Once you’re done recording, it’s time to clean up and edit your podcast episode.

Taking notes during the actual interview helps so that you can look for the right parts to keep in the recording. While it only takes a few clicks to clean up noise, you also need to devote time to cleaning up gaps between dialogues so that there’s no dead air.

The actual editing time depends on how long your recording is. Unless you know exactly which parts to get, the clean-up and editing time can be anywhere from 6 – 8 hours, as you also need to balance volume levels and cue in your music and product placement clips.

This editing time may be shorter if you don’t have a particular length for your podcast, but if you do, you may have to push yourself to trim as much material to have a more cohesive conversation that fits your time limit.

Additional Time:

After that, you’ll need to create show notes, which summarize the episode so that people know what to expect when they tune in. Writing the show notes can take an hour at most.

Assuming a podcaster works alone, they may have to spend an hour inviting guests to the show and around two hours meeting and setting up the recording equipment at the venue to record the podcast.

If the podcast is recorded remotely through video conferencing apps like Zoom, you can slash an hour off from the travel and setup time.

Total Time Spent:

All in all, you’ll need to devote 12 hours per episode.

You’re likely to break this into different days, and you’re likely to have two episodes done per week. To produce two podcasts a week, you’ll need to devote a total of 24 hours.

On top of that, you need to spend some time marketing and developing revenue sources for your show, which can take around eight hours of your time.

You can spend less if you’re only gunning for one new episode a week, but it helps advance content, especially when you have conflicts in schedules, which happens when you have a guest who couldn’t make it.

How Long Time Does it Take to Edit a Podcast Episode?

The duration to edit a podcast depends on the time of the recording.

That’s why it helps to take notes during the recording to help you find critical portions. Finding these crucial parts of the recording will speed up the job.

All in all, you should look at spending anywhere from 6 – 8 hours editing the recording. This period should cover cleaning up the recording, such as reducing background noise, getting rid of dead air, and unnecessary words or expressions, such as “um…”.

Suppose you also do a simultaneous video recording of your podcast. In that case, it might take a little longer, especially if you are trying to clean up the video quality and render the final output for upload on your social media channels. 

Once you get the final output, you can easily create snippets for teasers to promote the episode.

Do Most Podcasters Do it as a Full-Time Job?

Not everyone does podcasting as a full-time job. It’s often seen as just one of the income or activities one podcaster does related to one’s industry.

While people do podcasting for a living, these come with other side hustles or related jobs. A podcaster may also be doing product reviews on the side, especially for items related to podcasting or their industry.

A good example would be Bandrew Scott, who handles two podcasts, helps manage a podcasting network, and does a product review on YouTube.

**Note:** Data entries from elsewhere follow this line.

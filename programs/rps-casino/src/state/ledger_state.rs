use borsh::{BorshDeserialize, BorshSerialize};
use solana_program::{msg, program_error::ProgramError};

use crate::{
    constants::{discriminators, MAX_PAYOUT_MULTIPLIER},
    error::CasinoError,
};

use super::CasinoAccount;

/// Ledger scalars. The ledger PDA's lamports above its rent reserve back
/// `available_balance`.
#[derive(BorshSerialize, BorshDeserialize, Debug, Clone, PartialEq, Eq)]
pub struct LedgerState {
    /// Account discriminator
    pub discriminator: [u8; 8],

    /// Is initialized flag
    pub is_initialized: bool,

    /// Sum of stakes over all unclaimed bets
    pub total_bet_locked: u64,

    /// Most the unclaimed bets can still pay out: the top multiplier for
    /// pending bets, the settled payout for resolved ones, nothing for losses
    pub outstanding_exposure: u64,

    /// Deposits - withdrawals - payouts + stakes received
    pub available_balance: u64,

    /// Identifier assigned to the next placed bet
    pub next_bet_id: u64,

    /// Requests issued to the oracle and not yet fulfilled
    pub pending_requests: u64,

    /// Stats
    pub total_deposited: u64,
    pub total_withdrawn: u64,
    pub total_paid_out: u64,
    pub total_claims: u64,

    pub bump: u8,
}

impl CasinoAccount for LedgerState {
    const DISCRIMINATOR: [u8; 8] = discriminators::LEDGER;
}

impl LedgerState {
    pub const LEN: usize = 8 + // discriminator
        1 + // is_initialized
        8 + // total_bet_locked
        8 + // outstanding_exposure
        8 + // available_balance
        8 + // next_bet_id
        8 + // pending_requests
        8 * 4 + // stats
        1 + // bump
        64; // padding for growth

    pub fn new(bump: u8) -> Self {
        Self {
            discriminator: Self::DISCRIMINATOR,
            is_initialized: true,
            total_bet_locked: 0,
            outstanding_exposure: 0,
            available_balance: 0,
            next_bet_id: 0,
            pending_requests: 0,
            total_deposited: 0,
            total_withdrawn: 0,
            total_paid_out: 0,
            total_claims: 0,
            bump,
        }
    }

    pub fn validate(&self) -> Result<(), ProgramError> {
        if self.discriminator != Self::DISCRIMINATOR {
            return Err(ProgramError::InvalidAccountData);
        }
        if !self.is_initialized {
            return Err(CasinoError::NotInitialized.into());
        }
        Ok(())
    }

    /// Largest stake admissible right now: available / 2 - locked, floored at zero
    pub fn max_bettable_amount(&self) -> u64 {
        (self.available_balance / MAX_PAYOUT_MULTIPLIER).saturating_sub(self.total_bet_locked)
    }

    /// Worst case still owed on unclaimed bets. Never above twice the locked total.
    pub fn max_exposure(&self) -> u64 {
        self.outstanding_exposure
    }

    /// Balance backing neither locked stakes nor what they may still pay
    pub fn free_liquidity(&self) -> u64 {
        let reserved = self.total_bet_locked.max(self.outstanding_exposure);
        self.available_balance.saturating_sub(reserved)
    }

    pub fn check_solvency(&self) -> Result<(), CasinoError> {
        if self.total_bet_locked > self.available_balance || self.outstanding_exposure > self.available_balance {
            msg!(
                "Solvency violated: locked {}, exposure {}, available {}",
                self.total_bet_locked,
                self.outstanding_exposure,
                self.available_balance
            );
            return Err(CasinoError::SolvencyViolation);
        }
        Ok(())
    }
}

#[cfg(test)]
mod tests {
    use super::*;

    #[test]
    fn test_max_bettable_amount() {
        let mut state = LedgerState::new(254);
        assert_eq!(state.max_bettable_amount(), 0);

        state.available_balance = 1_000_000_000;
        assert_eq!(state.max_bettable_amount(), 500_000_000);

        state.total_bet_locked = 100_000_000;
        assert_eq!(state.max_bettable_amount(), 400_000_000);

        // Locked stakes beyond half the balance clamp to zero
        state.total_bet_locked = 600_000_000;
        assert_eq!(state.max_bettable_amount(), 0);
    }

    #[test]
    fn test_free_liquidity_and_solvency() {
        let mut state = LedgerState::new(254);
        state.available_balance = 1_000_000_000;
        state.total_bet_locked = 100_000_000;
        state.outstanding_exposure = 200_000_000;

        assert_eq!(state.max_exposure(), 200_000_000);
        assert_eq!(state.free_liquidity(), 800_000_000);
        assert!(state.check_solvency().is_ok());

        state.available_balance = 150_000_000;
        assert_eq!(state.free_liquidity(), 0);
        assert_eq!(state.check_solvency(), Err(CasinoError::SolvencyViolation));

        // Resolved losses owe nothing, but their stakes stay reserved
        state.available_balance = 1_000_000_000;
        state.outstanding_exposure = 0;
        assert_eq!(state.free_liquidity(), 900_000_000);

        state.available_balance = 90_000_000;
        assert_eq!(state.check_solvency(), Err(CasinoError::SolvencyViolation));
    }

    #[test]
    fn test_layout_fits_len() {
        let mut state = LedgerState::new(253);
        state.total_bet_locked = u64::MAX;
        state.next_bet_id = 42;

        let mut data = vec![0u8; LedgerState::LEN];
        state.save(&mut data).unwrap();
        assert_eq!(LedgerState::load(&data).unwrap(), state);
    }
}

Others do podcasting as one of their jobs or business components. An excellent example of this would be the Dipped in Tone Podcast, which serves as one of the avenues of the hosts for their music-related endeavors.

How Much Do Full-Time Podcasters Make?

Full-time podcasters have the potential of earning anywhere from $10,000 to $500,000 per episode. Though podcasters don’t get paid by Spotify, they make money from many other sources.

While this amount is not fixed, a full-time and well-established podcaster will be able to charge this much for ad placements. In some cases, companies hire podcasters to do podcasts to feature their latest services or products.

Not all beginning podcasters can start at this rate. With the proper strategy, achieving this amount per episode is possible.

How Do you Become a Full-Time Podcaster?

Becoming full-time takes a lot of effort, but you can succeed with the right strategies in mind. You might not take home half a million dollars an episode, but you can make it a decent source of income.

Here are some strategies to consider to help you in your journey towards full-time podcasting.

Build on your Assets:

When you decide to take that leap of going from hobbyist to full-time, you need to enhance the assets that will help you make your work more fulfilling. Remember that your goal is to make podcasting a living, so you need to invest more.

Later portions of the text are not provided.